Exercise: Lines of the material that include the word "AppError" are to be counted; only their number should be given.

####################

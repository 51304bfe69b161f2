use std::path::PathBuf;
use std::time::Duration;

use serde::{Deserialize, Serialize};
use tracing::{info, warn};

use crate::errors::{AppError, AppResult};

#[derive(Debug, Clone, Default, Serialize, Deserialize)]
pub struct Config {
    #[serde(default)]
    pub storage: StorageConfig,
    #[serde(default)]
    pub http: HttpConfig,
    #[serde(default)]
    pub playlists: PlaylistsConfig,
}

/// Where the persisted player state (favorites, history, ...) lives.
#[derive(Debug, Clone, Serialize, Deserialize)]
pub struct StorageConfig {
    #[serde(default = "default_state_path")]
    pub path: PathBuf,
}

#[derive(Debug, Clone, Serialize, Deserialize)]
pub struct HttpConfig {
    /// Timeout applied to every playlist/descriptor fetch
    #[serde(default = "default_fetch_timeout")]
    pub fetch_timeout: String,
    #[serde(default = "default_user_agent")]
    pub user_agent: String,
}

#[derive(Debug, Clone, Serialize, Deserialize)]
pub struct PlaylistsConfig {
    /// URL of the default-playlists descriptor document
    #[serde(default = "default_descriptor_url")]
    pub descriptor_url: String,
}

fn default_state_path() -> PathBuf {
    PathBuf::from("./data/state")
}

fn default_fetch_timeout() -> String {
    "30s".to_string()
}

fn default_user_agent() -> String {
    format!("M3U-Player/{}", env!("CARGO_PKG_VERSION"))
}

fn default_descriptor_url() -> String {
    "playlists.json".to_string()
}

impl Default for StorageConfig {
    fn default() -> Self {
        Self {
            path: default_state_path(),
        }
    }
}

impl Default for HttpConfig {
    fn default() -> Self {
        Self {
            fetch_timeout: default_fetch_timeout(),
            user_agent: default_user_agent(),
        }
    }
}

impl Default for PlaylistsConfig {
    fn default() -> Self {
        Self {
            descriptor_url: default_descriptor_url(),
        }
    }
}

impl HttpConfig {
    /// Parsed fetch timeout; an unparsable duration string degrades to the
    /// built-in default rather than failing the load.
    pub fn fetch_timeout(&self) -> Duration {
        humantime::parse_duration(&self.fetch_timeout).unwrap_or_else(|e| {
            warn!(
                value = %self.fetch_timeout,
                error = %e,
                "Invalid fetch_timeout, using 30s"
            );
            Duration::from_secs(30)
        })
    }
}

impl Config {
    pub fn load() -> AppResult<Self> {
        let config_file =
            std::env::var("CONFIG_FILE").unwrap_or_else(|_| "config.toml".to_string());
        Self::load_from_file(&config_file)
    }

    pub fn load_from_file(config_file: &str) -> AppResult<Self> {
        if std::path::Path::new(&config_file).exists() {
            let contents = std::fs::read_to_string(config_file)
                .map_err(|e| AppError::configuration(format!("read {config_file}: {e}")))?;
            toml::from_str(&contents)
                .map_err(|e| AppError::configuration(format!("parse {config_file}: {e}")))
        } else {
            let default_config = Self::default();
            let contents = toml::to_string_pretty(&default_config)
                .map_err(|e| AppError::configuration(e.to_string()))?;
            std::fs::write(config_file, contents)
                .map_err(|e| AppError::configuration(format!("write {config_file}: {e}")))?;
            info!("Created default config file: {}", config_file);
            Ok(default_config)
        }
    }
}

#[cfg(test)]
mod tests {
    use super::*;

    #[test]
    fn test_defaults() {
        let config = Config::default();
        assert_eq!(config.http.fetch_timeout(), Duration::from_secs(30));
        assert_eq!(config.storage.path, PathBuf::from("./data/state"));
        assert_eq!(config.playlists.descriptor_url, "playlists.json");
    }

    #[test]
    fn test_invalid_timeout_degrades_to_default() {
        let http = HttpConfig {
            fetch_timeout: "not-a-duration".to_string(),
            ..HttpConfig::default()
        };
        assert_eq!(http.fetch_timeout(), Duration::from_secs(30));
    }

    #[test]
    fn test_partial_file_fills_defaults() {
        let config: Config = toml::from_str("[http]\nfetch_timeout = \"5s\"\n").unwrap();
        assert_eq!(config.http.fetch_timeout(), Duration::from_secs(5));
        assert_eq!(config.storage.path, PathBuf::from("./data/state"));
    }

    #[test]
    fn test_load_from_missing_file_creates_default() {
        let dir = tempfile::tempdir().unwrap();
        let path = dir.path().join("config.toml");
        let path_str = path.to_str().unwrap();

        let config = Config::load_from_file(path_str).unwrap();
        assert_eq!(config.playlists.descriptor_url, "playlists.json");
        assert!(path.exists());

        // Second load reads the file just written
        let reloaded = Config::load_from_file(path_str).unwrap();
        assert_eq!(reloaded.http.fetch_timeout, config.http.fetch_timeout);
    }
}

####################

Finished task: 5